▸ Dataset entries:
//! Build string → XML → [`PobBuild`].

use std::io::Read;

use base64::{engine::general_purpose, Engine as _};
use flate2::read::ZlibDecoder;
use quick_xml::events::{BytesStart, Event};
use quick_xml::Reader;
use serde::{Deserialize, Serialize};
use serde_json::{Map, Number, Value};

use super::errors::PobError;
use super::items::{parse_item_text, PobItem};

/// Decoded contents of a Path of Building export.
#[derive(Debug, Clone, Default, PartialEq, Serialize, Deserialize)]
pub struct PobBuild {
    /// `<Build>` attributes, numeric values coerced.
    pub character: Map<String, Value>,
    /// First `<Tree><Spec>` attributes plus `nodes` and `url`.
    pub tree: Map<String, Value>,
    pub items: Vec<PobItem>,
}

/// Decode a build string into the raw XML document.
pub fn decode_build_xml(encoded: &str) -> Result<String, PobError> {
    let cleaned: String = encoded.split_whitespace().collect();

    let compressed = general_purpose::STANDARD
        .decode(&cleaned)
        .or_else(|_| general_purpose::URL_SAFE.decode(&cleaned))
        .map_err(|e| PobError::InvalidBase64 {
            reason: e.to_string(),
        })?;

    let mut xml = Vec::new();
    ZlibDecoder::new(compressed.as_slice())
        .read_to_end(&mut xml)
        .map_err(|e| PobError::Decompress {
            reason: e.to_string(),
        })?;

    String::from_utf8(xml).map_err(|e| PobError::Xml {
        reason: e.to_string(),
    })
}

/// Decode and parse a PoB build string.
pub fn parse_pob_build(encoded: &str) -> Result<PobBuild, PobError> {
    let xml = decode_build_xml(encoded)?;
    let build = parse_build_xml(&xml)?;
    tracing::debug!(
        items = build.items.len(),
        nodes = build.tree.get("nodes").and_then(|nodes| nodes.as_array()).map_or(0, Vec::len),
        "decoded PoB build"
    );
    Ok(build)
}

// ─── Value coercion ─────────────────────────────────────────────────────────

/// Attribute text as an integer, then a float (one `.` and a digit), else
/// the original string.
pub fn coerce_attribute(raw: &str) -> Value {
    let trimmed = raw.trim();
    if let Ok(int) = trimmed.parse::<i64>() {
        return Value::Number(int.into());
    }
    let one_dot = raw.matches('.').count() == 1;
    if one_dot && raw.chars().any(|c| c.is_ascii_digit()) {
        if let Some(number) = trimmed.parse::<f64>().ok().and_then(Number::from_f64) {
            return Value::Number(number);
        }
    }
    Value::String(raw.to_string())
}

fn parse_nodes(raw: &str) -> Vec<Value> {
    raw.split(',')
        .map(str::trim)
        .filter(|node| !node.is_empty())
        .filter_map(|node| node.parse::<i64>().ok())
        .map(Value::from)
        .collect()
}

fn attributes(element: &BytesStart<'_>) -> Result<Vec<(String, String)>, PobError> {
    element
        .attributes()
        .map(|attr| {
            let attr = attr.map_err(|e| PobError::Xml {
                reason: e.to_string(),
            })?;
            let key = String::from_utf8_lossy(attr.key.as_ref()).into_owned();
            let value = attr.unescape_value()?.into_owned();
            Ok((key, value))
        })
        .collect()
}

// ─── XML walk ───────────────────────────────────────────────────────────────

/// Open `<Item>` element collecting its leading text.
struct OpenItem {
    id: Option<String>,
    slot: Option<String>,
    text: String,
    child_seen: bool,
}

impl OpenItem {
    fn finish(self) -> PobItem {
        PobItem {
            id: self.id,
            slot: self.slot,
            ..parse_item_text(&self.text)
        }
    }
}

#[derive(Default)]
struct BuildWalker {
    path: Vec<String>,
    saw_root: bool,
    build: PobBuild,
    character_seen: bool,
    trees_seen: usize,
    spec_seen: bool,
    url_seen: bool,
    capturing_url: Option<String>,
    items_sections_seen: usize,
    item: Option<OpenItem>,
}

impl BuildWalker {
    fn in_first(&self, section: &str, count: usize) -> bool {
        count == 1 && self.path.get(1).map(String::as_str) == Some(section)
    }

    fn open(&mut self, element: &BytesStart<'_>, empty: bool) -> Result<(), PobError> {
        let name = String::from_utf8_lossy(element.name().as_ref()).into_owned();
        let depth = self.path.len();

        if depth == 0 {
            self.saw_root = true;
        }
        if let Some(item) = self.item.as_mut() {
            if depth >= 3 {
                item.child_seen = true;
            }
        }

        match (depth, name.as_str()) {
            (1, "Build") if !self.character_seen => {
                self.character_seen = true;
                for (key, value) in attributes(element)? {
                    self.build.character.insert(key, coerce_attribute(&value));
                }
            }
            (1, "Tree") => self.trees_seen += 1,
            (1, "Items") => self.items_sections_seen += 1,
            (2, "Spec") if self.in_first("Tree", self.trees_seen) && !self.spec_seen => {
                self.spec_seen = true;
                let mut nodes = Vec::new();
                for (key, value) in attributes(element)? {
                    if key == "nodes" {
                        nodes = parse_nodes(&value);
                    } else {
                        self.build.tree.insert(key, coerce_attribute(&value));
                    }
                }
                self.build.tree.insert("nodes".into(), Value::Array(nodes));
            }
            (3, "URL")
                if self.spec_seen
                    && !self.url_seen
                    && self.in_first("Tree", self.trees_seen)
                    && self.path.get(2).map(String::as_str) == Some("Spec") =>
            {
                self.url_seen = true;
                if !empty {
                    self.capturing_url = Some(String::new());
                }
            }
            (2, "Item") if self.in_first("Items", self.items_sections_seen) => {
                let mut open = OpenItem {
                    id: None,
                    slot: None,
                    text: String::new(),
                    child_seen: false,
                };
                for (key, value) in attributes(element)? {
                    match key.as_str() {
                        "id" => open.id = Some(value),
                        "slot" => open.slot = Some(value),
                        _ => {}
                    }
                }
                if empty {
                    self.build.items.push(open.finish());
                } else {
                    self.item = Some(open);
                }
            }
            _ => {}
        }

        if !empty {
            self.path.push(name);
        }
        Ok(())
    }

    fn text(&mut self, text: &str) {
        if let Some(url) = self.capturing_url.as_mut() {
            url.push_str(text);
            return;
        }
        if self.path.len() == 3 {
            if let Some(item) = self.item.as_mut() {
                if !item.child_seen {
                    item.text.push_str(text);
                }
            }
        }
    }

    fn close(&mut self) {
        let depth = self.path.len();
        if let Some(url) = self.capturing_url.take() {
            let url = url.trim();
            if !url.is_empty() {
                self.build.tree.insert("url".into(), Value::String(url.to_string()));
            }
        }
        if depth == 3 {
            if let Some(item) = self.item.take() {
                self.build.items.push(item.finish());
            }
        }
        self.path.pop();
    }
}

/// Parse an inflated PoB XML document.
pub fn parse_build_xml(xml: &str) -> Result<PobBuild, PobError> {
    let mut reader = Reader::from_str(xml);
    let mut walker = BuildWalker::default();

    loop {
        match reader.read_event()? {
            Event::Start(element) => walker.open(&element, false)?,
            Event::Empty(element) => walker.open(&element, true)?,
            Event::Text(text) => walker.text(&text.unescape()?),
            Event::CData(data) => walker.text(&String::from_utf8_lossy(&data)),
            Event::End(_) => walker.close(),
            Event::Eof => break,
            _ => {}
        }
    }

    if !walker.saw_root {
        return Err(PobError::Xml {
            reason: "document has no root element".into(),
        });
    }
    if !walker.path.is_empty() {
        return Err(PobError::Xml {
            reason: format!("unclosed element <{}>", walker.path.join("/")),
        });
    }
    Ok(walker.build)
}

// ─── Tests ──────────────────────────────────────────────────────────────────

▸ What the task requires:
Look above for the line containing "Ok((key, value))" and the line containing "self.character_seen = true;". Transcribe both, with the lines between them, exactly.

▸ Task solution:
            Ok((key, value))
        })
        .collect()
}

// ─── XML walk ───────────────────────────────────────────────────────────────

/// Open `<Item>` element collecting its leading text.
struct OpenItem {
    id: Option<String>,
    slot: Option<String>,
    text: String,
    child_seen: bool,
}

impl OpenItem {
    fn finish(self) -> PobItem {
        PobItem {
            id: self.id,
            slot: self.slot,
            ..parse_item_text(&self.text)
        }
    }
}

#[derive(Default)]
struct BuildWalker {
    path: Vec<String>,
    saw_root: bool,
    build: PobBuild,
    character_seen: bool,
    trees_seen: usize,
    spec_seen: bool,
    url_seen: bool,
    capturing_url: Option<String>,
    items_sections_seen: usize,
    item: Option<OpenItem>,
}

impl BuildWalker {
    fn in_first(&self, section: &str, count: usize) -> bool {
        count == 1 && self.path.get(1).map(String::as_str) == Some(section)
    }

    fn open(&mut self, element: &BytesStart<'_>, empty: bool) -> Result<(), PobError> {
        let name = String::from_utf8_lossy(element.name().as_ref()).into_owned();
        let depth = self.path.len();

        if depth == 0 {
            self.saw_root = true;
        }
        if let Some(item) = self.item.as_mut() {
            if depth >= 3 {
                item.child_seen = true;
            }
        }

        match (depth, name.as_str()) {
            (1, "Build") if !self.character_seen => {
                self.character_seen = true;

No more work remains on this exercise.